Wall Street Journal - August 18, 2006
Marilyn Chase
While far from conclusive, the studies, presented at the big AIDS meeting here, offered an early look at the potential for two new drug families known as CCR5 blockers and integrase inhibitors. Merck & Co.'s experimental integrase inhibitor MK-0518 elicited the warmest response from scientists and activists, while delegates here pored over early CCR5 data to balance signs of potential risk and benefit.
In one study, 118 patients taking Schering-Plough Corp.'s vicriviroc in a cocktail experienced more "durable drops" in virus levels in their blood, along with rises in CD4 immune cells, than did a placebo group during 24 weeks of treatment.
However, five of the 90 patients on a vicriviroc drug cocktail developed cancers during the study, compared with two of 28 patients on the placebo cocktail, leaving uncertainty about links to malignancy.
Another concern about CCR5 blockers is that they only block one type of AIDS virus -- dubbed R5 virus -- seen early in the course of HIV infection. They don't block a more aggressive type -- called X4 virus -- that arises and runs rampant in full-blown AIDS. Some researchers worry that CCR5 drugs might wipe out the early tamer viruses, creating a vacuum in which the virulent X4 viruses could flourish. Emergence of new X4 viruses occurred somewhat more often in patients taking vicriviroc plus a standard AIDS drug cocktail than in patients taking a placebo plus a cocktail.

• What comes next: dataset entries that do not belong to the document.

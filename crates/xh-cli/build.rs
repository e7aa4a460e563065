//! Build script to derive version from git tags
//!
//! This allows the binary to report its version based on git tags,
//! so you don't need to manually sync Cargo.toml version with tags.

fn main() {
    println!("cargo:rerun-if-changed=.git/HEAD");

    let version = std::process::Command::new("git")
        .args(["describe", "--tags", "--always", "--dirty=-dev"])
        .output()
        .ok()
        .filter(|o| o.status.success())
        .and_then(|o| String::from_utf8(o.stdout).ok())
        .map(|s| s.trim().trim_start_matches('v').to_string())
        .filter(|s| !s.is_empty())
        .unwrap_or_else(|| env!("CARGO_PKG_VERSION").to_string());

    println!("cargo:rustc-env=XH_VERSION={version}");
}
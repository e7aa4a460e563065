//! Whole-body base64 decoding of subscription feeds.

use base64::Engine;
use base64::alphabet;
use base64::engine::general_purpose::{GeneralPurpose, GeneralPurposeConfig};
use base64::engine::DecodePaddingMode;
use thiserror::Error;

/// Standard alphabet that accepts bodies with or without `=` padding.
const STANDARD_LENIENT: GeneralPurpose = GeneralPurpose::new(
    &alphabet::STANDARD,
    GeneralPurposeConfig::new().with_decode_padding_mode(DecodePaddingMode::Indifferent),
);

/// URL-safe alphabet, used when the standard one rejects the body.
const URL_SAFE_LENIENT: GeneralPurpose = GeneralPurpose::new(
    &alphabet::URL_SAFE,
    GeneralPurposeConfig::new().with_decode_padding_mode(DecodePaddingMode::Indifferent),
);

#[derive(Error, Debug)]
pub enum FeedError {
    #[error("Invalid base64: {0}")]
    Base64(#[from] base64::DecodeError),

    #[error("Decoded feed is not UTF-8: {0}")]
    Utf8(#[from] std::string::FromUtf8Error),
}

/// Decode a base64 string, ignoring embedded whitespace and line breaks.
///
/// Providers commonly wrap the body at 76 columns or drop the padding;
/// both are accepted. Bodies using the URL-safe alphabet are accepted too.
pub fn decode_base64(input: &str) -> Result<Vec<u8>, base64::DecodeError> {
    let cleaned: String = input
        .chars()
        .filter(|c| !c.is_ascii_whitespace())
        .collect();

    match STANDARD_LENIENT.decode(&cleaned) {
        Ok(bytes) => Ok(bytes),
        Err(standard_err) => URL_SAFE_LENIENT.decode(&cleaned).map_err(|_| standard_err),
    }
}

/// Decode a raw feed body into text.
pub fn decode_feed(body: &[u8]) -> Result<String, FeedError> {
    let text = String::from_utf8_lossy(body);
    let bytes = decode_base64(&text)?;
    Ok(String::from_utf8(bytes)?)
}

/// Split decoded feed text into trimmed, non-empty lines.
pub fn feed_lines(text: &str) -> impl Iterator<Item = &str> {
    text.lines().map(str::trim).filter(|line| !line.is_empty())
}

In a 186-patient study of Pfizer Inc.'s new CCR5 blocker drug, given to patients who already had both kinds of virus circulating in their bodies, the drug, called maraviroc, didn't trigger any huge upsurge of X4 viruses. But maraviroc plus a standard drug cocktail didn't prove any better than a placebo plus cocktail in the important test of whether it suppressed the virus in the 24-week study.
Merck yesterday announced a world-wide expanded-access program to furnish MK-0518 free to advanced HIV patients needing to switch to the experimental drug.
While Anthony Fauci, a top National Institutes of Health official, counseled caution in interpreting such short studies, AIDS activist Mark Harrington called integrase inhibitors, potentially "the most exciting new treatment class since the protease inhibitors revolutionized HIV treatment 10 years ago."